Following the work of Georg Wilhelm Friedrich Hegel, Karl Marx outlined the workings of a political consciousness.

The politics of consciousness
Consciousness typically refers to the idea of a being who is self-aware.  It is a distinction often reserved for human beings.  This remains the original and most common usage of the term.   For Marx, consciousness describes a person's political sense of self.  That is, consciousness describes a person's awareness of politics.  For Marx, an authentic consciousness was linked to understanding one's true position in History.  While Hegel placed God behind the workings of consciousness in people, Marx saw the political economy as the engine of mind.

In the 20th century, many social movements and intellectuals have developed this use of consciousness.

False consciousness

In Marx's view, consciousness was always political, for it was always the outcome of politic-economic circumstances.  What one thinks of life, power, and self, for Marx, is always a product of ideological forces.

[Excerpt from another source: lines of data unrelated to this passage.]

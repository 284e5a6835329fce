//! In-memory gateway used by command tests
//!
//! Serves `https://gw.test` like the API gateway and `https://storage.test`
//! like the storage service behind presigned URLs, and records every request.

use std::collections::HashMap;
use std::sync::Mutex;

use async_trait::async_trait;
use s3p_core::{
    API_KEY_HEADER, Credentials, Error, Gateway, HttpRequest, HttpResponse, HttpTransport, Method,
    Result,
};

pub(crate) const API_KEY: &str = "test-key";
const GATEWAY_HOST: &str = "gw.test";
const STORAGE_HOST: &str = "storage.test";

#[derive(Default)]
pub(crate) struct FakeGateway {
    objects: Mutex<HashMap<String, Vec<u8>>>,
    requests: Mutex<Vec<HttpRequest>>,
    forced_status: Option<u16>,
}

impl FakeGateway {
    pub(crate) fn gateway() -> Gateway<FakeGateway> {
        Self::default().into_gateway()
    }

    /// A gateway answering every data request with `status`
    pub(crate) fn failing(status: u16) -> Gateway<FakeGateway> {
        Self {
            forced_status: Some(status),
            ..Default::default()
        }
        .into_gateway()
    }

    /// A gateway client holding the wrong API key, so every gateway call is refused
    pub(crate) fn unauthorized() -> Gateway<FakeGateway> {
        let credentials = Credentials::new("wrong-key", "https://gw.test/prod").unwrap();
        Gateway::new(Self::default(), credentials)
    }

    fn into_gateway(self) -> Gateway<FakeGateway> {
        let credentials = Credentials::new(API_KEY, "https://gw.test/prod").unwrap();
        Gateway::new(self, credentials)
    }

    pub(crate) fn insert(&self, path: &str, data: &[u8]) {
        self.objects
            .lock()
            .unwrap()
            .insert(path.to_string(), data.to_vec());
    }

    pub(crate) fn object(&self, path: &str) -> Option<Vec<u8>> {
        self.objects.lock().unwrap().get(path).cloned()
    }

    pub(crate) fn requests(&self) -> Vec<HttpRequest> {
        self.requests.lock().unwrap().clone()
    }

    fn serve_gateway(&self, request: &HttpRequest) -> HttpResponse {
        if request.header_value(API_KEY_HEADER) != Some(API_KEY) {
            return HttpResponse::new(403, r#"{"message":"Forbidden"}"#);
        }

        let path = request.url.path();
        if path == "/prod/s3/list" {
            return HttpResponse::new(200, r#"[{"Name":"photos"}]"#);
        }

        let Some(object_path) = path.strip_prefix("/prod/s3/") else {
            return HttpResponse::new(404, "Not Found");
        };

        if request.url.query() == Some("presigned=true") {
            let url = format!("https://{STORAGE_HOST}/{object_path}?X-Amz-Signature=fake");
            return HttpResponse::new(200, format!(r#"{{"url":"{url}"}}"#));
        }

        self.serve_object(request, object_path)
    }

    fn serve_object(&self, request: &HttpRequest, object_path: &str) -> HttpResponse {
        if let Some(status) = self.forced_status {
            return HttpResponse::new(status, "Internal Server Error");
        }

        let mut objects = self.objects.lock().unwrap();
        if request.method == Method::GET {
            match objects.get(object_path) {
                Some(data) => HttpResponse::new(200, data.clone()),
                None => HttpResponse::new(404, "NoSuchKey"),
            }
        } else if request.method == Method::PUT {
            let data = request.body.clone().unwrap_or_default();
            objects.insert(object_path.to_string(), data);
            HttpResponse::new(200, r#""Object created""#)
        } else if request.method == Method::DELETE {
            objects.remove(object_path);
            HttpResponse::new(204, "")
        } else {
            HttpResponse::new(405, "Method Not Allowed")
        }
    }
}

#[async_trait]
impl HttpTransport for FakeGateway {
    async fn send(&self, request: HttpRequest) -> Result<HttpResponse> {
        self.requests.lock().unwrap().push(request.clone());

        match request.url.host_str() {
            Some(GATEWAY_HOST) => Ok(self.serve_gateway(&request)),
            Some(STORAGE_HOST) => {
                let object_path = request.url.path().trim_start_matches('/').to_string();
                Ok(self.serve_object(&request, &object_path))
            }
            _ => Err(Error::Network(format!("unknown host: {}", request.url))),
        }
    }
}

For Marx, ideologies appear to explain and justify the current distribution of wealth and power in a society.  In societies with unequal allocations of wealth and power, ideologies present these inequalities as acceptable, virtuous, inevitable, and so forth.  Ideologies thus tend to lead people to accept the status quo.  The subordinate people come to believe in their subordination: the peasants to accept the rule of the aristocracy, the factory workers to accept the rule of the owners, consumers the rule of corporations. This belief in one's own subordination, which comes about through ideology, is, for Marx, false consciousness.

That is, conditions of inequality create ideologies which confuse people about their true aspirations, loyalties, and purposes.  Thus, for example, the working class has often been, for Marx, beguiled by nationalism, organized religion, and other distractions.  These ideological devices help to keep people from realizing that it is they who produce wealth, they who deserve the fruits of the land, all who can prosper: instead of literally thinking for themselves, they think the thoughts given to them by the ruling class.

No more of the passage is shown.